“Quién me va a curar el corazón partió?”, perguntava o músico espanhol Alejandro Sanz, numa das suas canções mais populares. Ora, aqui não falamos de desgostos de amor, mas de lesões no tecido cardíaco que poderão regenerar-se com a aplicação de oxitocina, segundo um estudo da Universidade Estadual de Michigan, recentemente divulgado. Em teoria, aquela que é conhecida como a “hormona do amor”, poderá até ser usada, futuramente, no tratamento de ataques cardíacos.
Conhecida por promover laços sociais e gerar sentimentos prazerosos, a oxitocina tem muitas outras funções, como a regulação da lactação e das contrações uterinas nas mulheres e a regulação da ejaculação, o transporte de espermatozoides e a produção de testosterona nos homens. Agora, o estudo publicado na revista Frontiers in Cell and Developmental Biology, no passado dia 30, feito em laboratório com peixes-zebra (conhecidos pela extraordinária capacidade de regeneração dos seus órgãos) e culturas in vitro de células humanas, mostra que a hormona estimula as células-tronco derivadas da camada externa do coração (epicárdio) a migrar para sua camada intermediária (miocárdio) e ali se desenvolver em cardiomiócitos, células musculares responsáveis pelas contrações cardíacas.
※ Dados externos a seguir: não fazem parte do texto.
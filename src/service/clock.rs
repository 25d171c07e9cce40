//! Source of "today"

use chrono::Local;

use crate::birthdays::MonthDay;

/// Supplies today's month/day
#[cfg_attr(test, mockall::automock)]
pub trait Clock: Send + Sync {
    fn today(&self) -> MonthDay;
}

/// Server-local calendar date
pub struct SystemClock;

impl Clock for SystemClock {
    fn today(&self) -> MonthDay {
        MonthDay::from_date(Local::now().date_naive())
    }
}

/// A clock stuck on one day, set through `calendar.today_override`
pub struct FixedClock(pub MonthDay);

impl Clock for FixedClock {
    fn today(&self) -> MonthDay {
        self.0
    }
}
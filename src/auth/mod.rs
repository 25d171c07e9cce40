//! Clever Instant Login authentication
//!
//! Handles:
//! - OAuth authorization code flow
//! - In-memory session management
//! - Session extraction for protected routes

mod middleware;
mod oauth;
pub mod session;

pub use middleware::{CurrentSession, session_id_from_headers};
pub use oauth::auth_router;
pub use session::{Session, SessionStore};
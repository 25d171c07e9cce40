//! HTTP client for Clever Instant Login and the data API

use std::time::Instant;

use axum::async_trait;
use serde::de::DeserializeOwned;

use super::Directory;
use super::models::{Envelope, Profile, RosterResponse, TokenRequest, TokenResponse};
use crate::birthdays::StudentRecord;
use crate::config::CleverConfig;
use crate::error::{AppError, UpstreamCall};

/// Clever API client
///
/// Wraps a shared `reqwest::Client`; the request timeout is set on that
/// client by the caller.
pub struct CleverClient {
    http: reqwest::Client,
    config: CleverConfig,
    /// Pre-built browser redirect for Instant Login
    authorize_url: String,
}

impl CleverClient {
    /// Create new client
    ///
    /// # Errors
    /// Returns `AppError::Config` if the authorize URL cannot be built
    pub fn new(http: reqwest::Client, config: CleverConfig) -> Result<Self, AppError> {
        let authorize_url = url::Url::parse_with_params(
            &config.authorize_url,
            &[
                ("response_type", "code"),
                ("redirect_uri", config.redirect_uri.as_str()),
                ("client_id", config.client_id.as_str()),
                ("scope", config.scope.as_str()),
            ],
        )
        .map_err(|e| AppError::Config(format!("clever.authorize_url is invalid: {e}")))?
        .to_string();

        Ok(Self {
            http,
            config,
            authorize_url,
        })
    }

    /// Where to send the browser to start Instant Login
    pub fn authorize_url(&self) -> &str {
        &self.authorize_url
    }

    /// Exchange a short-lived authorization code for an access token
    ///
    /// # Errors
    /// Any non-2xx status, transport failure or undecodable body
    pub async fn exchange_code(&self, code: &str) -> Result<String, AppError> {
        let call = UpstreamCall::TokenExchange;
        let request = self
            .http
            .post(&self.config.token_url)
            .basic_auth(&self.config.client_id, Some(&self.config.client_secret))
            .json(&TokenRequest {
                code,
                grant_type: "authorization_code",
                redirect_uri: &self.config.redirect_uri,
            });

        let token: TokenResponse = self.send_json(call, request).await?;
        if token.access_token.trim().is_empty() {
            return Err(AppError::malformed(call, "empty access_token"));
        }

        tracing::debug!(token_type = ?token.token_type, "Authorization code exchanged");
        Ok(token.access_token)
    }

    /// Send a request, check the status and decode a JSON body
    async fn send_json<T: DeserializeOwned>(
        &self,
        call: UpstreamCall,
        request: reqwest::RequestBuilder,
    ) -> Result<T, AppError> {
        use crate::metrics::{UPSTREAM_REQUEST_DURATION_SECONDS, UPSTREAM_REQUESTS_TOTAL};

        let started = Instant::now();
        let result = request.send().await;
        UPSTREAM_REQUEST_DURATION_SECONDS
            .with_label_values(&[call.as_str()])
            .observe(started.elapsed().as_secs_f64());

        let response = match result {
            Ok(response) => response,
            Err(source) => {
                UPSTREAM_REQUESTS_TOTAL
                    .with_label_values(&[call.as_str(), "error"])
                    .inc();
                return Err(AppError::UpstreamTransport { call, source });
            }
        };

        let status = response.status();
        UPSTREAM_REQUESTS_TOTAL
            .with_label_values(&[call.as_str(), status.as_str()])
            .inc();

        if !status.is_success() {
            return Err(AppError::UpstreamStatus { call, status });
        }

        let body = response
            .bytes()
            .await
            .map_err(|source| AppError::UpstreamTransport { call, source })?;

        serde_json::from_slice(&body).map_err(|e| AppError::malformed(call, e.to_string()))
    }
}

#[async_trait]
impl Directory for CleverClient {
    async fn fetch_profile(&self, access_token: &str) -> Result<Profile, AppError> {
        let request = self
            .http
            .get(self.config.profile_url())
            .bearer_auth(access_token);

        let envelope: Envelope<Profile> = self.send_json(UpstreamCall::Profile, request).await?;
        Ok(envelope.data)
    }

    async fn fetch_roster(&self, teacher_id: &str) -> Result<Vec<StudentRecord>, AppError> {
        let request = self
            .http
            .get(self.config.roster_url(teacher_id))
            .query(&[("limit", self.config.roster_limit)])
            .bearer_auth(&self.config.district_token);

        let roster: RosterResponse = self.send_json(UpstreamCall::Roster, request).await?;
        let records = roster.into_records();

        crate::metrics::ROSTER_SIZE.observe(records.len() as f64);
        tracing::debug!(teacher_id, students = records.len(), "Roster fetched");
        Ok(records)
    }
}

#[cfg(test)]
mod tests {
    use super::*;

    fn client() -> CleverClient {
        let config = crate::config::tests::valid_config();
        CleverClient::new(reqwest::Client::new(), config.clever).unwrap()
    }

    #[test]
    fn authorize_url_carries_instant_login_parameters() {
        let client = client();
        let url = url::Url::parse(client.authorize_url()).unwrap();

        assert_eq!(url.host_str(), Some("clever.com"));
        assert_eq!(url.path(), "/oauth/authorize");

        let params: Vec<(String, String)> = url.query_pairs().into_owned().collect();
        assert_eq!(
            params,
            vec![
                ("response_type".to_string(), "code".to_string()),
                (
                    "redirect_uri".to_string(),
                    "http://localhost:8080/oauth".to_string()
                ),
                ("client_id".to_string(), "client-id".to_string()),
                ("scope".to_string(), "read:user_id read:sis".to_string()),
            ]
        );
    }

    #[tokio::test]
    async fn unreachable_token_endpoint_is_a_transport_error() {
        let mut config = crate::config::tests::valid_config();
        config.clever.token_url = "http://127.0.0.1:9/oauth/tokens".to_string();
        let client = CleverClient::new(reqwest::Client::new(), config.clever).unwrap();

        let error = client.exchange_code("code").await.unwrap_err();
        assert!(matches!(
            error,
            AppError::UpstreamTransport {
                call: UpstreamCall::TokenExchange,
                ..
            }
        ));
    }
}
A investigação está numa fase inicial, mas os cientistas acreditam que esta nova descoberta poderá um dia ser usada para promover a regeneração do coração humano após um ataque cardíaco.
Os cardiomiócitos são considerados os halterofilistas do coração, que permitem bombear o sangue. Quando estas células altamente especializadas são danificadas, não se consegue repará-las. Mas outros estudos provaram que há um subconjunto de células na membrana mais externa do coração, o epicárdio, que adquire uma nova identidade após uma lesão. Essas células, conhecidas como EpiPCs, migram para a camada de tecido cardíaco onde os músculos residem e transformam-se em células semelhantes a tronco, que podem se transformar em vários tipos de células cardíacas, incluindo cardiomiócitos. “Pensem nas EpiPCs como os pedreiros que reabilitaram catedrais na Europa durante a Idade Média”, comparou Aitor Aguirre, professor da Universidade Estadual de Michigan, responsável pelo estudo. Só que, nos humanos, esse processo desdobra-se de forma muito ineficiente e incapaz de se traduzir numa regeneração significativa dos tecidos.
Ao encorajar, através da aplicação da oxitocina, mais células epicárdicas a transformarem-se em cardiomiócitos, os cientistas poderiam acelerar o processo e ajudar o coração a se reconstruir após uma lesão. “A oxitocina é amplamente utilizada noutros tratamentos clínicos, portanto, redirecioná-la para as lesões cardíacas não implica grande exercício de imaginação. Mesmo que a regeneração do coração seja apenas parcial, os benefícios para os pacientes podem ser enormes”, acredita Aguirre. Mais ensaios clínicos, em animais e humanos, precisam de ser conduzidos. As doenças cardiovasculares são das principais causas de mortalidade em todo o mundo, pelo que a comunidade científica estará certamente atenta a esta investigação.